Other inputs: Workflow level params

"ichorCNA.exons"- Path to bed file containing exon regions. Default: "NULL"
"ichorCNA.binSize"- "10kb" This must match binSizeNumeric
"ichorCNA.binSizeNumeric"- 10000, but must match the other binSize
"ichorCNA.qual"- Integer- i.e. 20
"ichorCNA.normal"- Initial normal contamination; can be more than one value if additional normal initializations are desired. Default: "0.5"
"ichorCNA.ploidy"- Initial tumour ploidy; can be more than one value if additional ploidy initializations are desired.

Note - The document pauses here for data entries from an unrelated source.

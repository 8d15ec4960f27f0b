//! Token types shared by the value and table parsers

use crate::error::Span;

#[derive(Clone, Copy, Debug, PartialEq, Eq)]
pub enum TokenKind {
    /// ASCII letter followed by ASCII alphanumerics or `_`
    Identifier,
    /// Run of ASCII digits, no sign
    Integer,
    /// Any other single character, whitespace included
    Punct(char),
    Eof,
}

impl TokenKind {
    /// Get token name for diagnostics
    pub const fn name(&self) -> &'static str {
        match self {
            Self::Identifier => "identifier",
            Self::Integer => "integer",
            Self::Punct(_) => "punctuation",
            Self::Eof => "EOF",
        }
    }
}

/// Token with its raw source text and location
#[derive(Clone, Copy, Debug, PartialEq, Eq)]
pub struct Token<'a> {
    pub kind: TokenKind,
    /// Raw source slice, empty for `Eof`
    pub text: &'a str,
    pub span: Span,
}

impl<'a> Token<'a> {
    pub const fn new(kind: TokenKind, text: &'a str, span: Span) -> Self {
        Self { kind, text, span }
    }

    pub const fn eof(span: Span) -> Self {
        Self {
            kind: TokenKind::Eof,
            text: "",
            span,
        }
    }

    pub const fn is_eof(&self) -> bool {
        matches!(self.kind, TokenKind::Eof)
    }

    pub fn is_punct(&self, c: char) -> bool {
        self.kind == TokenKind::Punct(c)
    }

    /// True for a single whitespace character (only produced under
    /// `Whitespace::Significant`)
    pub fn is_whitespace(&self) -> bool {
        matches!(self.kind, TokenKind::Punct(c) if c.is_whitespace())
    }

    /// Numeric value of an `Integer` token; `None` if it overflows `i64`
    pub fn integer(&self) -> Option<i64> {
        match self.kind {
            TokenKind::Integer => self.text.parse().ok(),
            _ => None,
        }
    }
}
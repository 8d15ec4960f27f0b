//! Row/field parser for quoted, delimiter-separated text
//!
//! Runs the shared tokenizer with significant whitespace, so spaces stay in
//! field content and `\n` ends a row. Never fails.

use tracing::{debug, trace};

use crate::lexer::{Token, TokenKind, Tokenizer, Whitespace};

/// One parsed row of fields
pub type Row = Vec<String>;

/// Configuration for the table parser
#[derive(Clone, Copy, Debug, PartialEq, Eq)]
pub struct Config {
    /// Field separator. Alphanumerics, `"` and `\n` never act as separators.
    pub delimiter: char,
    /// Emit a non-empty row left open at end of input
    pub flush_trailing_row: bool,
}

impl Default for Config {
    fn default() -> Self {
        Self {
            delimiter: ',',
            flush_trailing_row: true,
        }
    }
}

impl Config {
    pub const fn with_delimiter(mut self, delimiter: char) -> Self {
        self.delimiter = delimiter;
        self
    }

    pub const fn with_flush_trailing_row(mut self, flush: bool) -> Self {
        self.flush_trailing_row = flush;
        self
    }
}

/// Table parser. The current token is the one-token lookahead buffer;
/// `peek_char` on the tokenizer supplies the second character needed to
/// recognize a doubled quote.
#[derive(Debug)]
pub struct Parser<'a> {
    tokenizer: Tokenizer<'a>,
    current: Token<'a>,
    config: Config,
    rows: Vec<Row>,
    row: Row,
    /// `None` until something (even an empty quoted section or a delimiter)
    /// opens a field in the current row
    field: Option<String>,
}

impl<'a> Parser<'a> {
    pub fn new(input: &'a str) -> Self {
        Self::with_config(input, Config::default())
    }

    pub fn with_config(input: &'a str, config: Config) -> Self {
        let mut tokenizer = Tokenizer::new(input, Whitespace::Significant);
        let current = tokenizer.next_token();
        Self {
            tokenizer,
            current,
            config,
            rows: Vec::new(),
            row: Row::new(),
            field: None,
        }
    }

    /// Consume the input and return every row
    pub fn parse(mut self) -> Vec<Row> {
        while !self.current.is_eof() {
            match self.current.kind {
                TokenKind::Punct('"') => self.parse_quoted_field(),
                TokenKind::Punct('\n') => self.end_row(),
                TokenKind::Punct('\r') if self.tokenizer.peek_char() == Some('\n') => {}
                TokenKind::Punct(c) if c == self.config.delimiter => self.end_field(),
                _ => {
                    let text = self.current.text;
                    self.field_mut().push_str(text);
                }
            }
            self.advance();
        }

        if self.config.flush_trailing_row && (self.field.is_some() || !self.row.is_empty()) {
            trace!("flushing unterminated trailing row");
            self.end_row();
        }

        debug!(rows = self.rows.len(), "parsed table");
        self.rows
    }

    fn advance(&mut self) {
        self.current = self.tokenizer.next_token();
    }

    fn field_mut(&mut self) -> &mut String {
        self.field.get_or_insert_with(String::new)
    }

    fn end_field(&mut self) {
        let field = self.field.take().unwrap_or_default();
        self.row.push(field);
        self.field = Some(String::new());
    }

    fn end_row(&mut self) {
        if let Some(field) = self.field.take() {
            self.row.push(field);
        }
        self.rows.push(std::mem::take(&mut self.row));
    }

    /// Called on an opening `"`. Leaves the parser on the closing quote, or
    /// on `Eof` for an unterminated field.
    fn parse_quoted_field(&mut self) {
        self.field.get_or_insert_with(String::new);
        self.advance();

        while !self.current.is_eof() {
            if self.current.is_punct('"') {
                if self.tokenizer.peek_char() != Some('"') {
                    break;
                }
                self.advance();
                self.field_mut().push('"');
            } else {
                let text = self.current.text;
                self.field_mut().push_str(text);
            }
            self.advance();
        }
    }
}
//! lexparse: a lenient tokenizer with a JSON-like value parser and a CSV
//! table parser built on top of it
//!
//! This crate provides functionality to:
//! - Tokenize text with skipped or significant whitespace
//! - Parse JSON-like documents into a [`Value`] tree
//! - Parse quoted, comma-separated text into rows of fields
//! - Render values and rows back to text
//!
//! # Examples
//! ```
//! use lexparse::{parse_table, parse_value, Result};
//!
//! fn example() -> Result<()> {
//!     let value = parse_value(r#"{"name": "Alice", "age": 30}"#)?;
//!     assert_eq!(value["age"].as_integer(), Some(30));
//!
//!     let rows = parse_table("a,\"b,c\"\n");
//!     assert_eq!(rows, vec![vec!["a".to_string(), "b,c".to_string()]]);
//!     Ok(())
//! }
//! # example().unwrap();
//! ```

use tracing::{debug, instrument};

pub mod csv;
pub mod error;
pub mod formatter;
pub mod json;
pub mod lexer;
pub mod value;

// Re-exports
pub use csv::Row;
pub use error::{Error, ErrorKind, Pos, Result, Span};
pub use formatter::{format_csv, format_rows, format_value, FormatConfig};
pub use lexer::{tokenize, Token, TokenKind, Tokenizer, Whitespace};
pub use value::{Array, Object, Value};

/// Parse a document whose root must be an object
#[instrument(level = "debug", skip_all, fields(len = input.len()))]
pub fn parse_value(input: &str) -> Result<Value> {
    parse_value_with_config(input, json::Config::default())
}

/// Parse a root-object document with custom configuration
#[instrument(level = "debug", skip_all, fields(len = input.len()))]
pub fn parse_value_with_config(input: &str, config: json::Config) -> Result<Value> {
    json::Parser::with_config(input, config).parse()
}

/// Parse a document whose root must be an array
#[instrument(level = "debug", skip_all, fields(len = input.len()))]
pub fn parse_array(input: &str) -> Result<Value> {
    json::Parser::new(input).parse_array()
}

/// Parse delimited text into rows. Never fails.
#[instrument(level = "debug", skip_all, fields(len = input.len()))]
pub fn parse_table(input: &str) -> Vec<Row> {
    parse_table_with_config(input, csv::Config::default())
}

/// Parse delimited text with custom configuration
#[instrument(level = "debug", skip_all, fields(len = input.len()))]
pub fn parse_table_with_config(input: &str, config: csv::Config) -> Vec<Row> {
    let rows = csv::Parser::with_config(input, config).parse();
    debug!(rows = rows.len(), "table parsing completed");
    rows
}
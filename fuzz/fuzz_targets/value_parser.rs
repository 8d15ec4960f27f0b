#![no_main]
use libfuzzer_sys::fuzz_target;
use lexparse::json::{Config, Parser};
use lexparse::Whitespace;

fuzz_target!(|data: &[u8]| {
    if let Ok(s) = std::str::from_utf8(data) {
        let _ = lexparse::parse_value(s);
        let _ = lexparse::parse_array(s);
        let config = Config::default().with_whitespace(Whitespace::Significant);
        let _ = Parser::with_config(s, config).parse();
    }
});
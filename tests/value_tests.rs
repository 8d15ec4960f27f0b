#![allow(clippy::panic_in_result_fn)]
#![allow(clippy::panic)]
#![allow(clippy::unwrap_used)]
#![allow(clippy::indexing_slicing)]

use lexparse::json::{Config, Parser};
use lexparse::{parse_array, parse_value, ErrorKind, Object, Value, Whitespace};

fn object(entries: Vec<(&str, Value)>) -> Value {
    Value::Object(
        entries
            .into_iter()
            .map(|(k, v)| (k.to_string(), v))
            .collect::<Object>(),
    )
}

fn strings(items: &[&str]) -> Value {
    items.iter().map(|s| Value::from(*s)).collect::<Vec<_>>().into()
}

#[test]
fn test_parse_simple_object() -> Result<(), Box<dyn std::error::Error>> {
    let value = parse_value(r#"{"name": "Alice", "age": 30, "active": true, "bio": null}"#)?;
    let expected = object(vec![
        ("name", Value::from("Alice")),
        ("age", Value::Integer(30)),
        ("active", Value::Bool(true)),
        ("bio", Value::Null),
    ]);
    assert_eq!(value, expected);
    Ok(())
}

#[test]
fn test_parse_nested_object() -> Result<(), Box<dyn std::error::Error>> {
    let value = parse_value(r#"{"user": {"name": "Alice", "age": 30}}"#)?;
    let expected = object(vec![(
        "user",
        object(vec![("name", Value::from("Alice")), ("age", Value::Integer(30))]),
    )]);
    assert_eq!(value, expected);
    Ok(())
}

#[test]
fn test_parse_array_value() -> Result<(), Box<dyn std::error::Error>> {
    let value = parse_value(r#"{"tags": ["python", "json", "parser"]}"#)?;
    assert_eq!(value, object(vec![("tags", strings(&["python", "json", "parser"]))]));
    Ok(())
}

#[test]
fn test_parse_nested_object_with_array() -> Result<(), Box<dyn std::error::Error>> {
    let input = r#"
    {
        "user": {
            "name": "Alice",
            "languages": ["Python", "JavaScript"]
        },
        "active": true
    }
    "#;
    let value = parse_value(input)?;
    let expected = object(vec![
        (
            "user",
            object(vec![
                ("name", Value::from("Alice")),
                ("languages", strings(&["Python", "JavaScript"])),
            ]),
        ),
        ("active", Value::Bool(true)),
    ]);
    assert_eq!(value, expected);
    Ok(())
}

#[test]
fn test_key_order_is_preserved() -> Result<(), Box<dyn std::error::Error>> {
    let value = parse_value(r#"{"z": 1, "a": 2, "m": 3}"#)?;
    let keys: Vec<&String> = value.as_object().unwrap().keys().collect();
    assert_eq!(keys, vec!["z", "a", "m"]);
    Ok(())
}

#[test]
fn test_duplicate_key_last_write_wins() -> Result<(), Box<dyn std::error::Error>> {
    let value = parse_value(r#"{"a": 1, "b": 2, "a": 3}"#)?;
    assert_eq!(
        value,
        object(vec![("a", Value::Integer(3)), ("b", Value::Integer(2))])
    );
    Ok(())
}

#[test]
fn test_literals_are_case_insensitive() -> Result<(), Box<dyn std::error::Error>> {
    let value = parse_value(r#"{"a": True, "b": FALSE, "c": Null, "d": nil}"#)?;
    assert_eq!(value["a"], Value::Bool(true));
    assert_eq!(value["b"], Value::Bool(false));
    assert_eq!(value["c"], Value::Null);
    assert_eq!(value["d"], Value::from("nil"));
    Ok(())
}

#[test]
fn test_unquoted_keys_and_values_are_accepted() -> Result<(), Box<dyn std::error::Error>> {
    let value = parse_value("{name: Alice, count: 2}")?;
    assert_eq!(
        value,
        object(vec![("name", Value::from("Alice")), ("count", Value::Integer(2))])
    );
    Ok(())
}

#[test]
fn test_unbalanced_quotes_are_tolerated() -> Result<(), Box<dyn std::error::Error>> {
    let value = parse_value(r#"{"name: "Alice"", "age: 30}"#)?;
    assert_eq!(
        value,
        object(vec![("name", Value::from("Alice")), ("age", Value::Integer(30))])
    );
    Ok(())
}

#[test]
fn test_numbers_are_unsigned_integers() -> Result<(), Box<dyn std::error::Error>> {
    // "-" becomes a string value, then "5" is left as a dangling key
    let value = parse_value(r#"{"n": -5}"#)?;
    assert_eq!(value, object(vec![("n", Value::from("-"))]));

    // "3" is the value, "." the next key and "14" its value
    let value = parse_value(r#"{"pi": 3.14}"#)?;
    assert_eq!(
        value,
        object(vec![("pi", Value::Integer(3)), (".", Value::Integer(14))])
    );
    Ok(())
}

#[test]
fn test_truncated_input_closes_silently() -> Result<(), Box<dyn std::error::Error>> {
    let value = parse_value(r#"{"user": {"name": "Alice", "tags": ["x""#)?;
    assert_eq!(value["user"]["name"], Value::from("Alice"));
    assert_eq!(value["user"]["tags"], strings(&["x"]));
    Ok(())
}

#[test]
fn test_trailing_content_is_ignored() -> Result<(), Box<dyn std::error::Error>> {
    let value = parse_value(r#"{"a": 1} {"b": 2}"#)?;
    assert_eq!(value, object(vec![("a", Value::Integer(1))]));
    Ok(())
}

#[test]
fn test_missing_root_object() {
    for input in ["", "   ", "[1, 2]", "42", r#""text""#, "x {}"] {
        let err = parse_value(input).unwrap_err();
        assert_eq!(err.kind(), &ErrorKind::MissingRootObject, "input {input:?}");
    }
}

#[test]
fn test_missing_root_array() {
    let err = parse_array(r#"{"a": 1}"#).unwrap_err();
    assert_eq!(err.kind(), &ErrorKind::MissingRootArray);
    assert!(err.to_string().contains("missing root array"));
}

#[test]
fn test_parse_root_array() -> Result<(), Box<dyn std::error::Error>> {
    let value = parse_array(r#"["a", 1, {"k": null}, []]"#)?;
    let expected: Value = vec![
        Value::from("a"),
        Value::Integer(1),
        object(vec![("k", Value::Null)]),
        Value::Array(Default::default()),
    ]
    .into();
    assert_eq!(value, expected);
    Ok(())
}

#[test]
fn test_significant_whitespace_matches_skip() -> Result<(), Box<dyn std::error::Error>> {
    let input = "\n\t{ \"user\" : { \"age\" : 30 } ,\n \"tags\" : [ \"a\" , \"b\" ] }\n";
    let skipped = parse_value(input)?;
    let config = Config::default().with_whitespace(Whitespace::Significant);
    let significant = Parser::with_config(input, config).parse()?;
    assert_eq!(skipped, significant);
    Ok(())
}

#[test]
fn test_depth_limit() {
    let deep = format!("{}{}", "{a:".repeat(200), "}".repeat(200));
    let err = parse_value(&deep).unwrap_err();
    assert_eq!(err.kind(), &ErrorKind::MaxDepthExceeded { max: 128 });

    let shallow = format!("{}1{}", "{a:".repeat(100), "}".repeat(100));
    assert!(parse_value(&shallow).is_ok());
}

#[test]
fn test_fresh_parsers_are_independent() -> Result<(), Box<dyn std::error::Error>> {
    let input = r#"{"user": {"name": "Alice"}, "tags": [1, 2]}"#;
    let first = parse_value(input)?;
    let second = Parser::new(input).parse()?;
    assert_eq!(first, second);
    Ok(())
}

#[test]
fn test_display_renders_json() -> Result<(), Box<dyn std::error::Error>> {
    let value = parse_value(r#"{"name": "Alice", "tags": ["x", 1, true, null]}"#)?;
    assert_eq!(value.to_string(), r#"{"name":"Alice","tags":["x",1,true,null]}"#);
    Ok(())
}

Default: "2"
"ichorCNA.estimateNormal"- Estimate normal. These need to be quoted strings in all caps instead of Boolean b/c of R. Default: "TRUE"
"ichorCNA.estimatePloidy"- Estimate tumour ploidy. Default: "TRUE"
"ichorCNA.estimateClonality"- Estimate clonality. Default: "TRUE"
"ichorCNA.scStates"- Subclonal states to consider. Default: "NULL"
"ichorCNA.maxCN"- Total clonal CN states. Default: "7"
"ichorCNA.scPenalty"- penalize subclonal events - n-fold multiplier; n=1 for no penalty
"ichorCNA.includeHOMD"- If FALSE, then exclude HOMD state. Useful when using large bins (e.g. 1Mb). Default: "FALSE"
"ichorCNA.plotFileType"- File format for output plots. pdf or png. Default: "pdf"
"ichorCNA.plotYlim"- ylim to use for chromosome plots. Default: "c(-2,2)"
"ichorCNA.likModel"- Default: "t". if multisample, use "gauss"
"ichorCNA.minMapScore"- control segmentation - higher (e.g. 0.9999999) leads to higher specificity and fewer segments
"ichorCNA.maxFracGenomeSubclone"- Exclude solutions with subclonal genome fraction greater than this value. Default: "0.5"
"ichorCNA.maxFracCNASubclone"- Exclude solutions with fraction of subclonal events greater than this value. Default: "0.7"
"ichorCNA.normal2IgnoreSC"- Ignore subclonal analysis when initial normal setting >= this value
"ichorCNA.txnE"- Self-transition probability. Increase to decrease number of segments. Lower (e.g. 0.99) leads to higher sensitivity and more segments. Default: "0.9999999". Higher (e.g. 10000000) leads to higher specificity and fewer segments and lower (e.g. 100) leads to higher sensitivity and more segments
"ichorCNA.txnStrength"- Transition pseudo-counts. Exponent should be the same as the number of decimal places of txnE. Default: "1e+07"
"ichorCNA.fracReadsInChrYForMale"- Threshold for fraction of reads in chrY to assign as male. Default: "0.001"

Outputs

A complete list of outputs can be found in this Github wiki page along with parameter info.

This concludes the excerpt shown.